My interest led me to enroll in a beginners black and white darkroom evening class back in 2003. I knew next to nothing about photographic technique and so it was a pretty steep learning curve. Very quickly, however, I knew that I was hooked and photography has been a huge part of my life ever since.
What do you like about your photography?
It has taken many years of experimentation and many failed images and projects for me to feel comfortable with my own work, but I’m happy to say I now do. I think it is really important to develop an approach and style that works for you, produce images that make you happy and not worry if others like them too. That said, I do really enjoy sharing my work and hope that some of my images create a positive reaction. If pushed, I guess I would say I like the freedom in my approach to image-making – I work quite spontaneously with little planning. I’m also very partial to photograph patterns, shadows and shapes I find interesting. Lastly, it really appeals to me to have such a personal means by which to share how I see the world around me.

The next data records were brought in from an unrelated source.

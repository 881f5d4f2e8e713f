// Copyright 2026 the Imprint Authors
// SPDX-License-Identifier: Apache-2.0 OR MIT

//! Pixel-probe tests for the CPU renderer.
//!
//! These render small documents and assert on individual pixels rather than
//! snapshot images, so they stay byte-exact across platforms on the u8
//! pipeline.

use imprint_render::{OverlayFlags, Raster, RenderError, Renderer};
use imprint_schema::{
    Color, Document, Layer, LayerCommon, LayerId, Paint, ShapeLayer, ShapeType, StrokeSpec,
    Transform2D, Vec2F,
};

fn rect(name: &str, pos: Vec2F, size: Vec2F, color: Color) -> Layer {
    Layer::Shape(ShapeLayer {
        common: LayerCommon::new(LayerId(0), name, Transform2D::new(pos, size)),
        shape: ShapeType::Rectangle,
        fills: vec![Paint::solid(color)],
        strokes: Vec::new(),
    })
}

/// A 100x80 page with a red rectangle covering the middle half.
fn red_rect_doc() -> Document {
    let doc = Document::new("probe", 100.0, 80.0);
    let (doc, _) = doc.add_layer(rect(
        "red",
        Vec2F::new(25.0, 20.0),
        Vec2F::new(50.0, 40.0),
        Color::from_rgba8(255, 0, 0, 255),
    ));
    doc
}

fn render(doc: &Document, scale: f32) -> Raster {
    Renderer::new()
        .render(doc, scale, OverlayFlags::empty())
        .unwrap()
}

#[test]
fn raster_dimensions_follow_scale_exactly() {
    let doc = red_rect_doc();
    for (scale, w, h) in [(1.0, 100, 80), (2.0, 200, 160), (0.5, 50, 40)] {
        let raster = render(&doc, scale);
        assert_eq!((raster.width, raster.height), (w, h), "at scale {scale}");
        assert_eq!(raster.pixels.len(), (w * h * 4) as usize);
    }
}

#[test]
fn solid_fill_probes_its_color_at_every_scale() {
    let doc = red_rect_doc();
    for scale in [1.0_f32, 2.0, 3.0] {
        let raster = render(&doc, scale);
        let (cx, cy) = (raster.width / 2, raster.height / 2);
        assert_eq!(raster.pixel(cx, cy), [255, 0, 0, 255], "center at {scale}x");
        // Just inside the page corner the root frame shows through.
        assert_eq!(raster.pixel(2, 2), [255, 255, 255, 255], "corner at {scale}x");
    }
}

#[test]
fn invisible_layers_leave_no_pixels() {
    let mut doc = red_rect_doc();
    let red = *doc.layer_order.last().unwrap();
    doc = doc
        .update_layer(red, |l| l.common_mut().visible = false)
        .unwrap();
    let raster = render(&doc, 1.0);
    assert_eq!(raster.pixel(50, 40), [255, 255, 255, 255]);
}

#[test]
fn opacity_blends_toward_the_backdrop() {
    let mut doc = red_rect_doc();
    let red = *doc.layer_order.last().unwrap();
    doc = doc
        .update_layer(red, |l| l.common_mut().opacity = 0.5)
        .unwrap();
    let raster = render(&doc, 1.0);
    let [r, g, b, a] = raster.pixel(50, 40);
    assert_eq!(a, 255);
    assert!(r > 200, "red channel stays dominant, got {r}");
    assert!(
        (100..200).contains(&g) && (100..200).contains(&b),
        "half red over white lightens green/blue, got {g}/{b}"
    );
}

#[test]
fn layer_order_decides_which_fill_wins() {
    let doc = Document::new("stack", 50.0, 50.0);
    let (doc, _) = doc.add_layer(rect(
        "under",
        Vec2F::ZERO,
        Vec2F::new(50.0, 50.0),
        Color::from_rgba8(0, 0, 255, 255),
    ));
    let (doc, top) = doc.add_layer(rect(
        "over",
        Vec2F::ZERO,
        Vec2F::new(50.0, 50.0),
        Color::from_rgba8(0, 255, 0, 255),
    ));
    let raster = render(&doc, 1.0);
    assert_eq!(raster.pixel(25, 25), [0, 255, 0, 255]);

    // Sending the top layer to the bottom of the stack flips the winner.
    let doc = doc.reorder_layer(top, 0).unwrap();
    let raster = render(&doc, 1.0);
    assert_eq!(raster.pixel(25, 25), [0, 0, 255, 255]);
}

#[test]
fn strokes_outline_without_filling() {
    let doc = Document::new("stroked", 100.0, 80.0);
    let (doc, _) = doc.add_layer(Layer::Shape(ShapeLayer {
        common: LayerCommon::new(
            LayerId(0),
            "outline",
            Transform2D::new(Vec2F::new(25.0, 20.0), Vec2F::new(50.0, 40.0)),
        ),
        shape: ShapeType::Rectangle,
        fills: Vec::new(),
        strokes: vec![StrokeSpec::new(
            Paint::solid(Color::from_rgba8(0, 0, 0, 255)),
            6.0,
        )],
    }));
    let raster = render(&doc, 1.0);
    // Top edge midpoint sits inside the 6-wide centered stroke.
    assert_eq!(raster.pixel(50, 20), [0, 0, 0, 255]);
    // The interior is unfilled, so the root frame shows through.
    assert_eq!(raster.pixel(50, 40), [255, 255, 255, 255]);
}

#[test]
fn saved_and_reloaded_documents_render_identical_pixels() {
    let doc = red_rect_doc();
    let reloaded = Document::load_json(&doc.save_json().unwrap()).unwrap();
    let a = render(&doc, 2.0);
    let b = render(&reloaded, 2.0);
    assert_eq!(a.pixels, b.pixels);
}

#[test]
fn rendering_is_deterministic() {
    let doc = red_rect_doc();
    let a = render(&doc, 1.5);
    let b = render(&doc, 1.5);
    assert_eq!(a.pixels, b.pixels);
}

#[test]
fn overlays_mark_the_bleed_band() {
    let doc = red_rect_doc();
    let plain = render(&doc, 1.0);
    let guided = Renderer::new()
        .render(&doc, 1.0, OverlayFlags::BLEED)
        .unwrap();
    // bleed_mm 3.0 at 4 units/mm puts pixel (2, 2) inside the band.
    assert_ne!(guided.pixel(2, 2), plain.pixel(2, 2));
    // The page center is outside every band and unaffected.
    assert_eq!(guided.pixel(50, 40), plain.pixel(50, 40));
}

#[test]
fn invalid_scales_are_rejected() {
    let doc = red_rect_doc();
    let renderer = Renderer::new();
    for bad in [0.0_f32, -1.0, f32::NAN, f32::INFINITY] {
        let err = renderer
            .render(&doc, bad, OverlayFlags::empty())
            .unwrap_err();
        assert!(matches!(err, RenderError::InvalidScale(_)), "scale {bad}");
    }
}

#[test]
fn oversized_rasters_are_rejected() {
    let doc = Document::new("big", 40_000.0, 100.0);
    let err = Renderer::new()
        .render(&doc, 2.0, OverlayFlags::empty())
        .unwrap_err();
    assert_eq!(err, RenderError::TooLarge(80_000, 200));
}

#[test]
fn export_png_carries_print_metadata() {
    let doc = red_rect_doc();
    let export = Renderer::new().export_png(&doc, 2.0).unwrap();
    assert_eq!((export.width, export.height), (200, 160));
    assert_eq!(export.scale, 2.0);
    // Defaults: 3 mm bleed and 5 mm safe at 4 units/mm.
    assert_eq!(export.bleed_px, 3.0 * 4.0 * 2.0);
    assert_eq!(export.safe_px, 5.0 * 4.0 * 2.0);
    assert_eq!(&export.bytes[..8], b"\x89PNG\r\n\x1a\n");
}
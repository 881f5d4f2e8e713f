// Copyright 2026 the Imprint Authors
// SPDX-License-Identifier: Apache-2.0 OR MIT

//! Imprint Revise: natural-language revisions as validated, undoable edits.
//!
//! A revision request travels one fixed path: a [`PromptBuilder`] serializes
//! the document's layer tree with the instruction, scope, and lock-list; an
//! opaque [`TextGenerator`] turns that into text; the parser extracts a
//! [`RevisionPlan`] of intents and raw ops from the surrounding prose; the
//! compiler resolves intent targets against the live document; and a single
//! validation gate drops every op whose target is missing or locked, whose
//! field does not fit the layer's variant, or whose field kind falls outside
//! the active [`Scope`]. Survivors run through the store as one command, so
//! an automated revision undoes exactly like a manual edit.
//!
//! Failure never escalates: a backend error, unparsable output, or a fully
//! rejected plan all degrade to a no-change [`RevisionOutcome`] with a
//! reason, leaving the document untouched.
//!
//! # Position in the stack
//!
//! This crate sits on top of `imprint_store` and never mutates a document
//! directly; the generation output is advisory, the scope is authoritative.

mod engine;
mod generator;
mod intent;
mod parse;
mod prompt;
mod scope;

pub use engine::{
    Rejection, RejectionReason, RevisionOutcome, RevisionSession, RevisionToken, run_revision,
    validate_ops,
};
pub use generator::{GenerationError, TextGenerator};
pub use intent::{CompileError, Intent, IntentAction, IntentTarget, compile};
pub use parse::{ParseError, RevisionPlan, parse_response};
pub use prompt::PromptBuilder;
pub use scope::Scope;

I like that your work explores different locations. Where do you get inspiration for your style/ideas?
My local landscape is definitely a source of inspiration. I believe the best approach is to photography what’s around you, what you know or where you happen to be, and try to find ways to make interesting pictures. This is in contrast to the trend to travel to well-known and much-photographed beauty spots. I’m not criticising that approach, I’ve simply come to realise it’s not for me and doesn’t produce results I feel happy with.

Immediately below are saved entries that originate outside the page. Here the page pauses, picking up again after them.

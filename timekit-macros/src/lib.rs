//! Procedural macros for timekit
//!
//! This crate provides the `#[timekit::test]` attribute macro for writing
//! async tests under an installed fake clock.
//!
//! # Example
//!
//! ```rust,ignore
//! use timekit::prelude::*;
//! use std::time::Duration;
//!
//! #[timekit::test]
//! async fn my_test(timers: FakeTimers) {
//!     let timer = timers.delay(Duration::from_secs(60));
//!     timers.set_time(timers.now_millis() + 2 * MINUTE).await.unwrap();
//!     assert!(timer.is_elapsed());
//! }
//! ```

use proc_macro::TokenStream;
use proc_macro2::TokenStream as TokenStream2;
use quote::quote;
use syn::{
    parse::{Parse, ParseStream},
    parse_macro_input, FnArg, Ident, ItemFn, Lit, Pat, Token, Type,
};

/// Configuration options for the test macro.
#[derive(Debug, Default)]
struct TestConfig {
    /// Initial simulated timestamp, milliseconds since the Unix epoch
    start_at: Option<i64>,
    /// Advancement increment for `set_time`, in milliseconds
    increment: Option<i64>,
}

impl Parse for TestConfig {
    fn parse(input: ParseStream) -> syn::Result<Self> {
        let mut config = TestConfig::default();

        while !input.is_empty() {
            let ident: Ident = input.parse()?;
            input.parse::<Token![=]>()?;
            let lit: Lit = input.parse()?;

            match ident.to_string().as_str() {
                "start_at" => {
                    let Lit::Int(int) = lit else {
                        return Err(syn::Error::new(
                            ident.span(),
                            "start_at expects an integer millisecond timestamp",
                        ));
                    };
                    config.start_at = Some(int.base10_parse()?);
                }
                "increment" => {
                    let Lit::Int(int) = lit else {
                        return Err(syn::Error::new(
                            ident.span(),
                            "increment expects an integer millisecond value",
                        ));
                    };
                    let value: i64 = int.base10_parse()?;
                    if value < 1 {
                        return Err(syn::Error::new(
                            int.span(),
                            format!("increment must be at least 1 ms, got {value}"),
                        ));
                    }
                    config.increment = Some(value);
                }
                _ => {
                    return Err(syn::Error::new(
                        ident.span(),
                        format!("unknown attribute: {ident}"),
                    ));
                }
            }

            if input.peek(Token![,]) {
                input.parse::<Token![,]>()?;
            }
        }

        Ok(config)
    }
}

/// Determines if a function parameter is requesting the FakeTimers guard.
fn is_timers_param(arg: &FnArg) -> bool {
    if let FnArg::Typed(pat_type) = arg {
        if let Type::Path(type_path) = &*pat_type.ty {
            if let Some(segment) = type_path.path.segments.last() {
                return segment.ident == "FakeTimers";
            }
        }
    }
    false
}

/// Extracts the parameter identifier from a function argument.
fn get_param_ident(arg: &FnArg) -> Option<&Ident> {
    if let FnArg::Typed(pat_type) = arg {
        if let Pat::Ident(pat_ident) = &*pat_type.pat {
            return Some(&pat_ident.ident);
        }
    }
    None
}

/// Test attribute macro for async tests under fake time.
///
/// The macro wraps the test in a current-thread tokio runtime and installs
/// fake timers for the test's duration, so the ambient `timekit::now_millis`
/// and `timekit::delay` functions report the controllable clock. The guard
/// is dropped (and real time restored) when the test ends, pass or fail.
///
/// # Basic Usage
///
/// ```rust,ignore
/// #[timekit::test]
/// async fn test_under_fake_time() {
///     // now_millis() reports the fake clock here
///     assert!(timekit::now_millis() > 0);
/// }
/// ```
///
/// # With FakeTimers Injection
///
/// Add a `timers: FakeTimers` parameter to receive the control handle:
///
/// ```rust,ignore
/// use timekit::prelude::*;
/// use std::time::Duration;
///
/// #[timekit::test]
/// async fn test_with_timers(timers: FakeTimers) {
///     let timer = timers.delay(Duration::from_secs(60));
///     timers.set_time(timers.now_millis() + 2 * MINUTE).await.unwrap();
///     assert!(timer.is_elapsed());
/// }
/// ```
///
/// # Configuration Options
///
/// - `start_at = <ms>` - Initial simulated timestamp (milliseconds since the
///   Unix epoch; default: the real current time)
/// - `increment = <ms>` - Advancement increment for `set_time` (default: one
///   minute)
///
/// ```rust,ignore
/// #[timekit::test(start_at = 950_536_800_000)]
/// async fn test_at_reference_time(timers: FakeTimers) {
///     assert!(timers.now_millis() >= 950_536_800_000);
/// }
///
/// #[timekit::test(increment = 1000)]
/// async fn test_fine_grained(timers: FakeTimers) {
///     // set_time steps the timer queue at most one second at a time
/// }
/// ```
#[proc_macro_attribute]
pub fn test(attr: TokenStream, item: TokenStream) -> TokenStream {
    let config = parse_macro_input!(attr as TestConfig);
    let input = parse_macro_input!(item as ItemFn);

    expand_test(config, input)
        .unwrap_or_else(syn::Error::into_compile_error)
        .into()
}

fn expand_test(config: TestConfig, input: ItemFn) -> syn::Result<TokenStream2> {
    let name = &input.sig.ident;
    let output = &input.sig.output;
    let body = &input.block;
    let attrs = &input.attrs;
    let vis = &input.vis;

    // Check if function is async
    if input.sig.asyncness.is_none() {
        return Err(syn::Error::new_spanned(
            &input.sig,
            "test function must be async",
        ));
    }

    // The only supported parameter is the FakeTimers guard
    if input.sig.inputs.len() > 1 {
        return Err(syn::Error::new_spanned(
            &input.sig.inputs,
            "test function takes at most one parameter, the FakeTimers guard",
        ));
    }
    let timers_ident = if let Some(arg) = input.sig.inputs.first() {
        if !is_timers_param(arg) {
            return Err(syn::Error::new_spanned(
                arg,
                "unsupported parameter; only `timers: FakeTimers` injection is supported",
            ));
        }
        let Some(ident) = get_param_ident(arg) else {
            return Err(syn::Error::new_spanned(
                arg,
                "the FakeTimers parameter must be a plain identifier",
            ));
        };
        ident.clone()
    } else {
        Ident::new("_timekit_guard", proc_macro2::Span::call_site())
    };

    // Generate the guard installation
    let install = match config.start_at {
        Some(start_at) => quote! {
            let #timers_ident = ::timekit::clock::FakeTimers::starting_at(#start_at);
        },
        None => quote! {
            let #timers_ident = ::timekit::clock::setup_fake_timers();
        },
    };

    // Already validated to be >= 1 at parse time
    let configure = config
        .increment
        .map(|increment| {
            quote! {
                #timers_ident
                    .set_default_increment(#increment)
                    .expect("increment was validated when the attribute was parsed");
            }
        })
        .unwrap_or_default();

    Ok(quote! {
        #[::tokio::test]
        #(#attrs)*
        #vis async fn #name() #output {
            #install
            #configure
            #body
        }
    })
}

#[cfg(test)]
mod tests {
    use super::TestConfig;

    #[::core::prelude::v1::test]
    fn test_config_parse_empty() {
        let config: TestConfig = syn::parse_str("").unwrap();
        assert!(config.start_at.is_none());
        assert!(config.increment.is_none());
    }

    #[::core::prelude::v1::test]
    fn test_config_parse_start_at() {
        let config: TestConfig = syn::parse_str("start_at = 950536800000").unwrap();
        assert_eq!(config.start_at, Some(950_536_800_000));
    }

    #[::core::prelude::v1::test]
    fn test_config_parse_multiple() {
        let config: TestConfig = syn::parse_str("start_at = 1000, increment = 250").unwrap();
        assert_eq!(config.start_at, Some(1000));
        assert_eq!(config.increment, Some(250));
    }

    #[::core::prelude::v1::test]
    fn test_config_rejects_zero_increment() {
        let err = syn::parse_str::<TestConfig>("increment = 0").unwrap_err();
        assert!(err.to_string().contains("at least 1 ms"));
    }

    #[::core::prelude::v1::test]
    fn test_config_rejects_unknown_key() {
        let err = syn::parse_str::<TestConfig>("flavor = \"multi_thread\"").unwrap_err();
        assert!(err.to_string().contains("unknown attribute"));
    }
}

You’re “Yashica Steve” on Instagram – using film to express your vision. What kinds of themes do you explore with your work? How does film help you accomplish that?
I set up my Instagram account as @yashicasteve to share new film work when I started working with film again last year. I have really loved photographing this way over the last few months, using a Yashica T4 35mm compact camera loaded with AgfaVista 200. I’m don’t support the notion that film is better than digital (or vice versa), it’s just that I find the feel of the pictures, the atmosphere, really pleasing and it seems to suit my preferred subject matter. I am increasingly enjoying walking around urban environments with no planned route or expectations and simply photographing things I encounter that interest me. I also love the deferred gratification of seeing the images after getting the film developed – digital has made everything so instantaneous this is a real pleasure!
Any upcoming projects or shoots you’re working on?
My focus over recent months has been on a project called Borderland: where England meets Wales, documenting the often forgotten rural hinterland I call home on the border between the two countries. The landscape there is changing in many ways as (very slowly!) this rural landscape modernises and traditional ways of life decline. I think it makes for a fascinating and timely subject and I’m hoping others agree! I have managed all aspects of putting the book together and promoting it myself and am delighted to have sold most of the limited edition of 100 copies. There are some still available, however, and the whole series can be viewed and orders placed on my website.